◆ Saved data entries
Start of Block

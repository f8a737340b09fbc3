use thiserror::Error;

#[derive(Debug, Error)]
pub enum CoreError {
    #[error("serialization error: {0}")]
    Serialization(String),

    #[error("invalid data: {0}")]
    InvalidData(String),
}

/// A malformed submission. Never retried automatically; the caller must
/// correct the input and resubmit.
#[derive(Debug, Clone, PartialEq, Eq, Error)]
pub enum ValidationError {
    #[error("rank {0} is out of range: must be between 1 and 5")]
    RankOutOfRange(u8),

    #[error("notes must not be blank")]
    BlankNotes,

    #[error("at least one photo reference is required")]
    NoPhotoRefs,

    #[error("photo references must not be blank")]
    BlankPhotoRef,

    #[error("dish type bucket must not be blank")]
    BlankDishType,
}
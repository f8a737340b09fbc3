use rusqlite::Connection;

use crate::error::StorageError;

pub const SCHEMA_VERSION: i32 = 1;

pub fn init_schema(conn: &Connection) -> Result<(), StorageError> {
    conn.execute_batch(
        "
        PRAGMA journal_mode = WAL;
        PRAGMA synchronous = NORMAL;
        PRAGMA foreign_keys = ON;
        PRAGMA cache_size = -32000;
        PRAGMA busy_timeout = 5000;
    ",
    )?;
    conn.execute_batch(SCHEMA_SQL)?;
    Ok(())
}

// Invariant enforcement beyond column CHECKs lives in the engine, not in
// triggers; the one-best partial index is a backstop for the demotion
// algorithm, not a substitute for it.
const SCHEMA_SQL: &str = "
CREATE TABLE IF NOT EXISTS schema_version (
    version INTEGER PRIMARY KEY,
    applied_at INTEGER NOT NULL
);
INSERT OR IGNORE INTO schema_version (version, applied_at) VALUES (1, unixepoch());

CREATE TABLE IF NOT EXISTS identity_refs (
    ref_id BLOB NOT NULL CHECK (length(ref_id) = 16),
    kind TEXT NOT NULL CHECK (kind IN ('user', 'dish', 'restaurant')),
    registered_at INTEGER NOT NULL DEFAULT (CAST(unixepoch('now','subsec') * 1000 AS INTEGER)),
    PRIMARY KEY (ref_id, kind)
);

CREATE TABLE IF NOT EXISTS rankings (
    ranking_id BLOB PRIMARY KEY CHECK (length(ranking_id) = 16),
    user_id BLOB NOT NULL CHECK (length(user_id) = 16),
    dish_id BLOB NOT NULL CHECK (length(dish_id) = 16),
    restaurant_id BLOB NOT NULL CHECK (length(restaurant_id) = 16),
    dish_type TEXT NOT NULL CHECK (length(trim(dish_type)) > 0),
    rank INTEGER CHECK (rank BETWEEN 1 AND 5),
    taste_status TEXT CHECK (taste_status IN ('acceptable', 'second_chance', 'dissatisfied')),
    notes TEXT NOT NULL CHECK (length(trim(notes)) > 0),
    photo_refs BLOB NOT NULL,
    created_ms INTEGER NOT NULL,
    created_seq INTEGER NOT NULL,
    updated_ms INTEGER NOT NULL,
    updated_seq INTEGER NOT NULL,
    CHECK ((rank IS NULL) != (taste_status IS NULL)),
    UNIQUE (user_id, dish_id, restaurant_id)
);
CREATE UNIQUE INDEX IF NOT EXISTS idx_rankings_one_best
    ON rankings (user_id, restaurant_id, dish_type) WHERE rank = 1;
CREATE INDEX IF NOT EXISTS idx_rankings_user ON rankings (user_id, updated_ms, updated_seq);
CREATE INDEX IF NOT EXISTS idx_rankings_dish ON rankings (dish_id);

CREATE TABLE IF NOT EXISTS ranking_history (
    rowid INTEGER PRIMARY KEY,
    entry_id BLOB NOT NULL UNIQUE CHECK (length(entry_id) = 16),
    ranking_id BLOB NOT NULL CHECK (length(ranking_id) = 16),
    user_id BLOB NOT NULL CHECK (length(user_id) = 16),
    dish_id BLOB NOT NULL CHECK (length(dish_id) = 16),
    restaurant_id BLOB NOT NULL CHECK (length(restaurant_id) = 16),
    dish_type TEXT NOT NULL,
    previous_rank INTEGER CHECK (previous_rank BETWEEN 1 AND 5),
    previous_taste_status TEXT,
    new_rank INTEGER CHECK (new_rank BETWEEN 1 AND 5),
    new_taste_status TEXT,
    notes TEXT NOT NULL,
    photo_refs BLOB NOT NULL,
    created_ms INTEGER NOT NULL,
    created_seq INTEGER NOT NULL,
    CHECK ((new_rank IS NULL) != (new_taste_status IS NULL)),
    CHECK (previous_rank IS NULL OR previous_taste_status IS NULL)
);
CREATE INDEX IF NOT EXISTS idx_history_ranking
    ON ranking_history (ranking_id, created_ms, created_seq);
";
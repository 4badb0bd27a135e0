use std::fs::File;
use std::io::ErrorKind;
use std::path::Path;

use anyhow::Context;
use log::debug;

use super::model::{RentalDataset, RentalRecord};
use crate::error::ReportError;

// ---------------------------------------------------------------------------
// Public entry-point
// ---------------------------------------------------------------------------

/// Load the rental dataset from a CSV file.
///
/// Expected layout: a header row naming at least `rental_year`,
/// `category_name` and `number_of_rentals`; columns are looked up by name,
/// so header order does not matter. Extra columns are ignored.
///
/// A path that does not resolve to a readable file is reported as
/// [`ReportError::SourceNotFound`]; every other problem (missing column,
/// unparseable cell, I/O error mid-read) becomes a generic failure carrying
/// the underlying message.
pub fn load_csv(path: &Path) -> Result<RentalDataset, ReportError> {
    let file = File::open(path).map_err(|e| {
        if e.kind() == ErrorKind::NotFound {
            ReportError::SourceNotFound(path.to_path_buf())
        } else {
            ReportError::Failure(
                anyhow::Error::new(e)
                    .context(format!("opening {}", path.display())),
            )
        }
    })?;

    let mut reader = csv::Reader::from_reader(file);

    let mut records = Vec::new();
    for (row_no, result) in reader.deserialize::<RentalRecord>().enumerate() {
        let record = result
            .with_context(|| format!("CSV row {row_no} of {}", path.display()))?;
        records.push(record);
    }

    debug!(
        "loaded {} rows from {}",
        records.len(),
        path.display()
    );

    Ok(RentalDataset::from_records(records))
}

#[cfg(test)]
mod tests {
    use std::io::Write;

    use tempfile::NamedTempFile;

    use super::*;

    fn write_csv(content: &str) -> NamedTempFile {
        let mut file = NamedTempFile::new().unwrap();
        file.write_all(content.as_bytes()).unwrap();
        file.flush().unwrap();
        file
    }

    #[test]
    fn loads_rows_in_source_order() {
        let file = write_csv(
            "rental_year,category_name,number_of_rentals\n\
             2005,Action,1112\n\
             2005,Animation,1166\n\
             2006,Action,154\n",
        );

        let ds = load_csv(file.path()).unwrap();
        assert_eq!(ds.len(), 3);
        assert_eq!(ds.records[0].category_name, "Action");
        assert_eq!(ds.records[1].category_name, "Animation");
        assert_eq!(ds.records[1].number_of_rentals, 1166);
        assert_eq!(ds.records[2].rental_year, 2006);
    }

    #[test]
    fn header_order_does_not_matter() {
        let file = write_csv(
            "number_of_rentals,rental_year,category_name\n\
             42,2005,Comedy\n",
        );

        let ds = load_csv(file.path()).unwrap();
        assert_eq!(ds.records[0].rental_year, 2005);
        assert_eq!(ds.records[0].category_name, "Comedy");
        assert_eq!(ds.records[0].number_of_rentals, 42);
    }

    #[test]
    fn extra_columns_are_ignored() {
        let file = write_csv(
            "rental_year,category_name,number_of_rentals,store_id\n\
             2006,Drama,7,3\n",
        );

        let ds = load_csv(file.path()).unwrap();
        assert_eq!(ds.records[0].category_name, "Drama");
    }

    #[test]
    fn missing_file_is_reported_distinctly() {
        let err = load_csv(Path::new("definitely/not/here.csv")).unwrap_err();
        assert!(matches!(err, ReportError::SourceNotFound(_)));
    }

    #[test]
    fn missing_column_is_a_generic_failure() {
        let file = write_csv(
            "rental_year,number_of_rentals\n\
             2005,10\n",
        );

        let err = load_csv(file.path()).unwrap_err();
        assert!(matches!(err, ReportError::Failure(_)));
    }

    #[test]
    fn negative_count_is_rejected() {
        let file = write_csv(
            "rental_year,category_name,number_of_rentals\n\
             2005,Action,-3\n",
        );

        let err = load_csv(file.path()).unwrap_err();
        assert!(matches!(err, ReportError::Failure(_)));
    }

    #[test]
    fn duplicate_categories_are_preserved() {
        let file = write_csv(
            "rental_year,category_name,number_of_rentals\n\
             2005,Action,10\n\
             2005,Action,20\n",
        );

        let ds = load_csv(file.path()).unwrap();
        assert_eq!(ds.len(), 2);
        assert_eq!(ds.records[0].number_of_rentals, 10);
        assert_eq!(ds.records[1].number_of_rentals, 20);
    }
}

End of Block

◆ Exercise requirements
Above are the records; copy exactly the lines from the line with "INSERT OR IGNORE" through the line with "CREATE TABLE IF NOT EXISTS rankings", both included.

◆ Exercise solution
INSERT OR IGNORE INTO schema_version (version, applied_at) VALUES (1, unixepoch());

CREATE TABLE IF NOT EXISTS identity_refs (
    ref_id BLOB NOT NULL CHECK (length(ref_id) = 16),
    kind TEXT NOT NULL CHECK (kind IN ('user', 'dish', 'restaurant')),
    registered_at INTEGER NOT NULL DEFAULT (CAST(unixepoch('now','subsec') * 1000 AS INTEGER)),
    PRIMARY KEY (ref_id, kind)
);

CREATE TABLE IF NOT EXISTS rankings (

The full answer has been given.